### DESCRIPTION OF THE TASK
Using only the records, tally the lines with "parsed" in them and state that total by itself.

*** Opening of THE DATA ***

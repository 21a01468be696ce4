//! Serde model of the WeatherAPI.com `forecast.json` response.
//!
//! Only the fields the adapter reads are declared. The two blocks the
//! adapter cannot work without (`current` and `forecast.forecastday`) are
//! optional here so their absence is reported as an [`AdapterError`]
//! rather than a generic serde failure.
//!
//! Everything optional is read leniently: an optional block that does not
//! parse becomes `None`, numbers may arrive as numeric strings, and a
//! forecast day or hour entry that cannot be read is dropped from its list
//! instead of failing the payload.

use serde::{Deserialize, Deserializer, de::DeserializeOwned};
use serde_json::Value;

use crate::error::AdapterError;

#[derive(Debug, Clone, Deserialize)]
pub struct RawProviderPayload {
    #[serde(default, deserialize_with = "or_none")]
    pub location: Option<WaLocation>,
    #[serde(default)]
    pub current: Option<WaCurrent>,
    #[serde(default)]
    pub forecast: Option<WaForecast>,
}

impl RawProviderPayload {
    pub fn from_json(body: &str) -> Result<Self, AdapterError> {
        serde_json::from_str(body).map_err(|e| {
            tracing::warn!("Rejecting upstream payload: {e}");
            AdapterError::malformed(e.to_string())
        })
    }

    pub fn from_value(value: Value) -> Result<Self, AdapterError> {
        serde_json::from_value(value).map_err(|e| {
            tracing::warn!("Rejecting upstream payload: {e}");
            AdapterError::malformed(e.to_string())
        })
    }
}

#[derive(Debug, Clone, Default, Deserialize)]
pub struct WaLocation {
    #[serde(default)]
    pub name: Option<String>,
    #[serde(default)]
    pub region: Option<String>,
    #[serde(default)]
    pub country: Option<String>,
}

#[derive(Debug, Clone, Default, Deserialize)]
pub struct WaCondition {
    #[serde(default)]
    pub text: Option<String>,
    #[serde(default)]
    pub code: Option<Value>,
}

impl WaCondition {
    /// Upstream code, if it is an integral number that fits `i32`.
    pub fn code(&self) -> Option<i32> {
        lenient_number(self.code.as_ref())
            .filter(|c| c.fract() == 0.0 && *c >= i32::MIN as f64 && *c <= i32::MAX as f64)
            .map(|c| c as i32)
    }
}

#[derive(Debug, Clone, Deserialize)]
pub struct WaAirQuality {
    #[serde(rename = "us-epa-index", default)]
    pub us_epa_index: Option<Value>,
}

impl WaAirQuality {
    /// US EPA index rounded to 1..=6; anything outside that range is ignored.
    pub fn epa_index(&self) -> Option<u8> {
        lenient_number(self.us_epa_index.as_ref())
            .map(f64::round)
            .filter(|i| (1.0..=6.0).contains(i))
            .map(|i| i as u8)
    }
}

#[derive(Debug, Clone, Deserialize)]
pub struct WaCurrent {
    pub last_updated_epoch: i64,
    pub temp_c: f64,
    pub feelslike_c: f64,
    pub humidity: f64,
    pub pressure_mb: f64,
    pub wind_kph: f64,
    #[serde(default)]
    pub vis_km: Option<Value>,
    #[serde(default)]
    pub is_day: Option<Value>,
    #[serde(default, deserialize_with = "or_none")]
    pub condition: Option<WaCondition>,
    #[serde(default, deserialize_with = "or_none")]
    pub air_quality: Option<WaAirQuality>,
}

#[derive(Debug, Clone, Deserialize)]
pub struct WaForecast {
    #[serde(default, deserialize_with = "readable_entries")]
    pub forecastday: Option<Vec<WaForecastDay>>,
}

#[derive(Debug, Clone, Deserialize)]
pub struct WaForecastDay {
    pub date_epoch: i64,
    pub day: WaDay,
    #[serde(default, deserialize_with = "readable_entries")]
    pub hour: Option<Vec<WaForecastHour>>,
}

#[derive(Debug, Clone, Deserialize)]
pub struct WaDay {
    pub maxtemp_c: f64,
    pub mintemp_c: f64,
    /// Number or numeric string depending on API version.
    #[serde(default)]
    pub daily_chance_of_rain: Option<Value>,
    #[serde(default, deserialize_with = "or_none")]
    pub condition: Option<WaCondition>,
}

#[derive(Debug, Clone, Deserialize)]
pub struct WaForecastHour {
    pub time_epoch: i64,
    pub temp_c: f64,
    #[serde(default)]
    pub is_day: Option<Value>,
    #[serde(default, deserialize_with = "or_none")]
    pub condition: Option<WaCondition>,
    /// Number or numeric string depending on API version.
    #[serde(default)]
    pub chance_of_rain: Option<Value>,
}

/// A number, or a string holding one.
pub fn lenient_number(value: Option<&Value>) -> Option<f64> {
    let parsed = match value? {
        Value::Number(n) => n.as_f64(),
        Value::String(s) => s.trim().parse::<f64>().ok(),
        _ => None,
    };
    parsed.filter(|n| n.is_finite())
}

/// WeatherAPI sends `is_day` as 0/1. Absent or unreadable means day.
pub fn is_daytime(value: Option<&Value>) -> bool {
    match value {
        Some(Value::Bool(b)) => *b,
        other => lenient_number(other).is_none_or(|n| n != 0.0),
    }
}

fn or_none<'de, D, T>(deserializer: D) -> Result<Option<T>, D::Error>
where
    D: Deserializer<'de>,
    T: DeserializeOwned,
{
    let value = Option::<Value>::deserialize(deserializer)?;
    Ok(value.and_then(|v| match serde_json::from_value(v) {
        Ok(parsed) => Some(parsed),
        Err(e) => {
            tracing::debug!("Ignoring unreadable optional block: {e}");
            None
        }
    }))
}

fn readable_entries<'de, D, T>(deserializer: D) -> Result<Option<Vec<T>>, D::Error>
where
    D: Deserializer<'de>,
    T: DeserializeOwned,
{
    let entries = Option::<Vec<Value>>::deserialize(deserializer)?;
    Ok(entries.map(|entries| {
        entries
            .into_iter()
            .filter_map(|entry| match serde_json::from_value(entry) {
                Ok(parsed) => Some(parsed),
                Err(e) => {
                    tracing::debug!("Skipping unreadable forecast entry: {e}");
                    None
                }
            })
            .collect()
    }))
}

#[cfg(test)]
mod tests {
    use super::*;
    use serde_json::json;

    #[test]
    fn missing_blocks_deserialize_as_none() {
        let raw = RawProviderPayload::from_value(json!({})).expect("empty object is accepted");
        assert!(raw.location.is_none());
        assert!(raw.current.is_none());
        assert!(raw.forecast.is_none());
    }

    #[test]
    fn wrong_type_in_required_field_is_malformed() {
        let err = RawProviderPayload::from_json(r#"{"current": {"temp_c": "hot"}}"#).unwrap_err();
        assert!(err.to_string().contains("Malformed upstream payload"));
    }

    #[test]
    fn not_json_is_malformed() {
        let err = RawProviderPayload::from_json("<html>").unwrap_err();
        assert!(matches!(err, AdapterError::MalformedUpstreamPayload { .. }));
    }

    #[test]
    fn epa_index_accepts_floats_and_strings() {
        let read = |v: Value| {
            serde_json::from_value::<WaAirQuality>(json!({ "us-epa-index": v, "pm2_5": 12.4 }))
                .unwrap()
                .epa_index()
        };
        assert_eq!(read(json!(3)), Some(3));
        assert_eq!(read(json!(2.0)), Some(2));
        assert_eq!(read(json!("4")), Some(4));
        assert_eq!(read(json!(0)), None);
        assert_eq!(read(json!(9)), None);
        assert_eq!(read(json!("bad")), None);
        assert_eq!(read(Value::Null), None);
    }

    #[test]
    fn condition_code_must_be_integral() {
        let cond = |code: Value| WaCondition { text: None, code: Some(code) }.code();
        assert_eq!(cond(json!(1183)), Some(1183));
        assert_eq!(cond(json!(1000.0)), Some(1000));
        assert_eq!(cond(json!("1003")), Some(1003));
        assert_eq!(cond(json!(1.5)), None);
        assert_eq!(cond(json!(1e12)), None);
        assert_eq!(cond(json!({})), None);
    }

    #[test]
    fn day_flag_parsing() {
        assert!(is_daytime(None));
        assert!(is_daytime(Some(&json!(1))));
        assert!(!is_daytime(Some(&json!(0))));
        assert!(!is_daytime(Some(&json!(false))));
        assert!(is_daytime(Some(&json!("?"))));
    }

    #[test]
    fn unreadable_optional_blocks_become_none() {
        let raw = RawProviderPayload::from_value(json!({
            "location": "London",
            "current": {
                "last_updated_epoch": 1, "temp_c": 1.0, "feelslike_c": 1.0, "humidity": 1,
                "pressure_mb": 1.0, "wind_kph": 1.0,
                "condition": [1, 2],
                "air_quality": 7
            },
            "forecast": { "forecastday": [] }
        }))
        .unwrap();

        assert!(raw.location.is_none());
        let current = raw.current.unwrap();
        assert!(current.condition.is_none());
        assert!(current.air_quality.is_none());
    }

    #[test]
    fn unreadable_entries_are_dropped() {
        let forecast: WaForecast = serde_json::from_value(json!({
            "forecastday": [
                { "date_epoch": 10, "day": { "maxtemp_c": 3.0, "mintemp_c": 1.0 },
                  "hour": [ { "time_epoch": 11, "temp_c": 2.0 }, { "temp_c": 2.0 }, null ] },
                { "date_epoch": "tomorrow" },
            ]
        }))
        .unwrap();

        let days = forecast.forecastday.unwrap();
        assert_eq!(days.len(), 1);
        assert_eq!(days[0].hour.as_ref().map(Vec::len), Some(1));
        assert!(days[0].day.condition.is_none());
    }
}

*** Close of THE DATA ***

### SOLUTION TO THIS EXERCISE
4